InfiniBand in the lab…

Okay, the original title was going to be ‘InfiniBand in the lab… who can afford 10/40 GbE’. I’ve looked in the past at 10GbE switches, and nearly pulled the trigger a few times. Even now the prices of the switches like the Netgear Prosafe or Cisco SG500X are going down, the cost of the 10GbE Adapter is still high. Having tested VSAN in the lab, I knew I wanted more speed for the replication and access to the data, than what I experienced.  The kick in the butt in network acceleration that I have used is InfiniBand.

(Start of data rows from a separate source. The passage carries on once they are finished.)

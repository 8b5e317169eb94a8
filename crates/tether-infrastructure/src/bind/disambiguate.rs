//! Binding disambiguation
//!
//! Reduces the declared bindings to a consistent set with at most one
//! binding per locator, except for multi bindings.

use std::collections::HashSet;

use itertools::Itertools;
use tether_domain::error::{Error, Result};
use tether_domain::lang::Type;
use tether_domain::value_objects::DeclarationType;
use tracing::debug;

use super::binding::Binding;

/// Sorts and sweeps `bindings` into their final order
///
/// Equal locators are adjacent after sorting and the strongest declaration
/// comes first. Clashing declarations fail, two auto declarations cancel
/// each other out, weaker declarations are replaced by the retained one and
/// duplicate multi constants are dropped. Required bindings stay in the
/// result so that running this again yields the same bindings. Provided
/// bindings survive only when their type is required, and every required
/// type must be bound by some surviving binding.
pub fn disambiguate(mut bindings: Vec<Binding>) -> Result<Vec<Binding>> {
    bindings.sort();

    let mut keep = vec![false; bindings.len()];
    let mut accepted: Vec<usize> = Vec::with_capacity(bindings.len());
    let mut required: HashSet<Type> = HashSet::new();
    let mut dropped: Vec<usize> = Vec::new();
    let mut last: Option<usize> = None;

    for (i, current) in bindings.iter().enumerate() {
        let current_type = current.declaration_type();
        if current_type == DeclarationType::Required {
            required.insert(current.ty().clone());
            keep[i] = true;
            continue;
        }
        let Some(l) = last else {
            accepted.push(i);
            last = Some(i);
            continue;
        };
        let retained = &bindings[l];
        let retained_type = retained.declaration_type();
        let equal_locator = retained.locator == current.locator;
        if equal_locator && retained_type.clashes_with(current_type) {
            return Err(Error::clash(retained, current));
        }
        if equal_locator && retained_type.dropped_with(current_type) {
            if !retained.is_identical_constant(current) && accepted.last() == Some(&l) {
                accepted.pop();
                dropped.push(l);
            }
            dropped.push(i);
        } else if !equal_locator || !current_type.replaced_by(retained_type) {
            if current_type == DeclarationType::Multi
                && equal_locator
                && retained.is_identical_constant(current)
            {
                dropped.push(i);
            } else {
                accepted.push(i);
                last = Some(i);
            }
        } else {
            dropped.push(i);
        }
    }

    let mut satisfied: HashSet<Type> = HashSet::new();
    for i in accepted {
        let binding = &bindings[i];
        if binding.declaration_type() != DeclarationType::Provided || required.contains(binding.ty())
        {
            keep[i] = true;
            satisfied.insert(binding.ty().clone());
        } else {
            dropped.push(i);
        }
    }

    let unsatisfied = required
        .difference(&satisfied)
        .sorted()
        .collect::<Vec<_>>();
    if !unsatisfied.is_empty() {
        return Err(Error::no_resource(
            format!("required types [{}]", unsatisfied.iter().join(", ")),
            dropped.iter().sorted().map(|&i| &bindings[i]).join("\n\t"),
        ));
    }

    for &i in &dropped {
        debug!(binding = %bindings[i], "Binding dropped");
    }

    Ok(bindings
        .into_iter()
        .zip(keep)
        .filter_map(|(binding, keep)| keep.then_some(binding))
        .collect())
}
//! Scope registry

use std::collections::BTreeMap;
use std::fmt;
use std::sync::Arc;

use tether_domain::constants::{
    SCOPE_APPLICATION, SCOPE_CONTAINER, SCOPE_DEPENDENCY, SCOPE_DEPENDENCY_INSTANCE,
    SCOPE_DEPENDENCY_TYPE, SCOPE_INJECTION, SCOPE_REFERENCE, SCOPE_TARGET_INSTANCE, SCOPE_THREAD,
    SCOPE_WORKER,
};
use tether_domain::error::{Error, Result};
use tether_domain::ports::{Controller, Scope};
use tether_domain::value_objects::{Name, ScopePermanence};
use tracing::debug;

use super::{ApplicationScope, DependencyScope, InjectionScope, ThreadScope, WorkerScope};
use crate::config::ScopesConfig;

type Instantiate = Arc<dyn Fn() -> Instances + Send + Sync>;

#[derive(Clone)]
struct Instances {
    scope: Arc<dyn Scope>,
    controller: Option<Arc<dyn Controller>>,
}

#[derive(Clone)]
struct Entry {
    permanence: ScopePermanence,
    instances: Instances,
    /// Present for scopes every container owns a fresh instance of
    instantiate: Option<Instantiate>,
}

/// The scopes known to a container, by name
///
/// Scopes added with [`Scopes::with_scope`] are shared by every container
/// built from this registry. Scopes added with
/// [`Scopes::with_container_scope`] hold per container state; each
/// [`Container`](crate::Container) calls [`Scopes::for_container`] and gets
/// its own instances. All caching built-in scopes are of the latter kind.
#[derive(Clone, Default)]
pub struct Scopes {
    entries: BTreeMap<Name, Entry>,
}

impl Scopes {
    /// An empty registry; bindings can only use scopes added afterwards
    pub fn new() -> Self {
        Self::default()
    }

    /// The built-in scopes
    pub fn defaults() -> Self {
        let singleton = ScopePermanence::singleton();
        let unstable = ScopePermanence::unstable();
        Self::new()
            .with_scope(ScopePermanence::reference(), Arc::new(InjectionScope))
            .with_container_scope(ScopePermanence::container(), || {
                Arc::new(ApplicationScope::new())
            })
            .with_container_scope(singleton.derive(Name::named(SCOPE_APPLICATION)), || {
                Arc::new(ApplicationScope::new())
            })
            .with_scope(
                unstable
                    .derive(Name::named(SCOPE_INJECTION))
                    .can_be_injected_into(Name::named(SCOPE_INJECTION)),
                Arc::new(InjectionScope),
            )
            .with_container_scope(
                unstable
                    .derive(Name::named(SCOPE_THREAD))
                    .can_be_injected_into(Name::named(SCOPE_THREAD))
                    .can_be_injected_into(Name::named(SCOPE_WORKER))
                    .can_be_injected_into(Name::named(SCOPE_INJECTION)),
                || Arc::new(ThreadScope::new()),
            )
            .with_controlled_container_scope(
                unstable
                    .derive(Name::named(SCOPE_WORKER))
                    .can_be_injected_into(Name::named(SCOPE_WORKER))
                    .can_be_injected_into(Name::named(SCOPE_INJECTION)),
                || Arc::new(WorkerScope::new()),
            )
            .with_container_scope(singleton.derive(Name::named(SCOPE_DEPENDENCY)), || {
                Arc::new(DependencyScope::dependency())
            })
            .with_container_scope(singleton.derive(Name::named(SCOPE_DEPENDENCY_TYPE)), || {
                Arc::new(DependencyScope::dependency_type())
            })
            .with_container_scope(
                singleton.derive(Name::named(SCOPE_DEPENDENCY_INSTANCE)),
                || Arc::new(DependencyScope::dependency_instance()),
            )
            .with_container_scope(singleton.derive(Name::named(SCOPE_TARGET_INSTANCE)), || {
                Arc::new(DependencyScope::target_instance())
            })
    }

    /// Registers `scope` under the scope name of `permanence`, replacing
    /// any scope of that name
    ///
    /// The same `scope` serves every container built from this registry.
    pub fn with_scope(self, permanence: ScopePermanence, scope: Arc<dyn Scope>) -> Self {
        self.with_entry(
            permanence,
            Instances {
                scope,
                controller: None,
            },
            None,
        )
    }

    /// Registers a shared scope whose contexts are allocated explicitly
    pub fn with_controlled_scope<S>(self, permanence: ScopePermanence, scope: Arc<S>) -> Self
    where
        S: Scope + Controller + 'static,
    {
        self.with_entry(permanence, controlled(scope), None)
    }

    /// Registers a scope that `create` instantiates once per container
    pub fn with_container_scope<F>(self, permanence: ScopePermanence, create: F) -> Self
    where
        F: Fn() -> Arc<dyn Scope> + Send + Sync + 'static,
    {
        let instantiate: Instantiate = Arc::new(move || Instances {
            scope: create(),
            controller: None,
        });
        self.with_entry(permanence, instantiate(), Some(instantiate))
    }

    /// Like [`Scopes::with_container_scope`] for explicitly allocated scopes
    pub fn with_controlled_container_scope<S, F>(
        self,
        permanence: ScopePermanence,
        create: F,
    ) -> Self
    where
        S: Scope + Controller + 'static,
        F: Fn() -> Arc<S> + Send + Sync + 'static,
    {
        let instantiate: Instantiate = Arc::new(move || controlled(create()));
        self.with_entry(permanence, instantiate(), Some(instantiate))
    }

    fn with_entry(
        mut self,
        permanence: ScopePermanence,
        instances: Instances,
        instantiate: Option<Instantiate>,
    ) -> Self {
        self.entries.insert(
            permanence.scope().clone(),
            Entry {
                permanence,
                instances,
                instantiate,
            },
        );
        self
    }

    /// A copy with fresh instances of every container owned scope
    ///
    /// Shared scopes are carried over as they are.
    pub fn for_container(&self) -> Self {
        let entries = self
            .entries
            .iter()
            .map(|(name, entry)| {
                let instances = entry
                    .instantiate
                    .as_ref()
                    .map_or_else(|| entry.instances.clone(), |instantiate| instantiate());
                let entry = Entry {
                    permanence: entry.permanence.clone(),
                    instances,
                    instantiate: entry.instantiate.clone(),
                };
                (name.clone(), entry)
            })
            .collect();
        Self { entries }
    }

    /// Lets instances of `scope` be injected into instances of `into`
    pub fn with_nesting(mut self, scope: &str, into: &str) -> Result<Self> {
        let entry = self
            .entries
            .get_mut(&Name::named(scope))
            .ok_or_else(|| Error::configuration(format!("Unknown scope in nesting: {scope}")))?;
        entry.permanence = entry.permanence.can_be_injected_into(Name::named(into));
        debug!(scope, into, "Scope nesting added");
        Ok(self)
    }

    /// Applies the configured nestings
    pub fn configured(self, config: &ScopesConfig) -> Result<Self> {
        config.nesting.iter().try_fold(self, |scopes, (scope, intos)| {
            intos
                .iter()
                .try_fold(scopes, |scopes, into| scopes.with_nesting(scope, into))
        })
    }

    pub fn scope(&self, name: &Name) -> Option<Arc<dyn Scope>> {
        self.entries
            .get(name)
            .map(|entry| Arc::clone(&entry.instances.scope))
    }

    pub fn permanence(&self, name: &Name) -> Option<&ScopePermanence> {
        self.entries.get(name).map(|entry| &entry.permanence)
    }

    pub fn controller(&self, name: &Name) -> Option<Arc<dyn Controller>> {
        self.entries
            .get(name)
            .and_then(|entry| entry.instances.controller.clone())
    }

    pub fn contains(&self, name: &Name) -> bool {
        self.entries.contains_key(name)
    }

    pub fn names(&self) -> impl Iterator<Item = &Name> {
        self.entries.keys()
    }

    pub fn len(&self) -> usize {
        self.entries.len()
    }

    pub fn is_empty(&self) -> bool {
        self.entries.is_empty()
    }
}

impl fmt::Debug for Scopes {
    fn fmt(&self, f: &mut fmt::Formatter<'_>) -> fmt::Result {
        f.debug_list()
            .entries(self.entries.values().map(|entry| &entry.permanence))
            .finish()
    }
}

fn controlled<S>(scope: Arc<S>) -> Instances
where
    S: Scope + Controller + 'static,
{
    let controller: Arc<dyn Controller> = Arc::clone(&scope) as Arc<dyn Controller>;
    Instances {
        scope,
        controller: Some(controller),
    }
}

If you search on ebay, you will find lots of very cheap InfiniBand host channel adapters (HCA) and cables. A Dual 20Gbps adapter will cost you between $40 and $80 dollars. The cables will vary between $15 and upto $150 depending of the type of cables. One of the interesting fact is that you can use InfiniBand in a point-to-point configuration. Each InfiniBand network needs a Subnet Manager, This is a configuration for the network, akin a Fabric Channel Zoning.

InfiniBand Data Rates

An InfiniBand link is a serial link operating at one of five data rates: single data rate (SDR), double data rate (DDR), quad data rate (QDR), fourteen data rate (FDR), and enhanced data rate (EDR).

  1. 10 Gbps or Single Data Rate (SDR)
  2. 20 Gbps or Dual Data Rate (DDR)
  3. 40 Gbps or Quad Data Rate (QDR)
  4. 56 Gbps or Fourteen data rate (FDR)
  5. 100Gbps or Enhanced data rate (EDR)
  6. In 2014 will see the announcement of High data rate (HDR)
  7. And the roadmap continues with next data rate (NDR)

There is a great entry InfiniBand on wikipedia that discuss in larger terms the different signaling of InfiniBand.

InfiniBand Host Channel Adapters

Two weeks ago, I found a great lead, information and that pushed me to purchased 6 InfiniBand adapters.

Item picture  3x Mellanox InfiniBand MHGH28-XTC Dual Port DDR/CX4 (PCIe Gen2) at $50.
Item picture 3x Mellanox InfiniBand MCX354A-FCBT CX354A Dual Port FDR/QDR  (PCIe Gen3) at $300.

InfiniBand Physical Interconnection

Early InfiniBand used copper CX4 cable for SDR and DDR rates with 4x ports — also commonly used to connect SAS (Serial Attached SCSI) HBAs to external (SAS) disk arrays. With SAS, this is known as an SFF-8470 connector, and is referred to as an “InfiniBand-style” Connector.

Item picture Cisco 10GB CX4 to CX4 Infiniband Cable 1.5 m

The latest connectors used with up to QDR and FDR speeds 4x ports are QSFP (Quad SFP) and can be copper or fiber, depending on the length required.

InfiniBand Switch

While you can create a triangle configuration with 3 hosts using Dual Port cards like Vladan Seget (@Vladan) writes in his very interesting article Homelab Storage Network Speed with InfiniBand I wanted to see how a InfiniBand switch would work. I only invested in the following older Silverstorm 9024-CU24-ST2 that supports only 10Gbps SDR port. But it has 24x of them. Not bad for a $400 switch that supports 24x 10Gbps ports.

Item picture
SilverStorm 10Gbps 24 port InfiniBand switch 9024-CU24-ST2

In my configuration each Dual Port Mellanox MHGH28-XTC (DDR Capable) will connect to my SilverStorm switch at only SDR 10Gbps speed, but I have two ports from each hosts. I can also increase the amount of hosts connected to the switch, and use a single Subnet Manager and single IPoIB (IP over InfiniBand) network addressing scheme. At the present time, I think this single IPoIB network addressing might be what is important for the implementation of VSAN in the lab.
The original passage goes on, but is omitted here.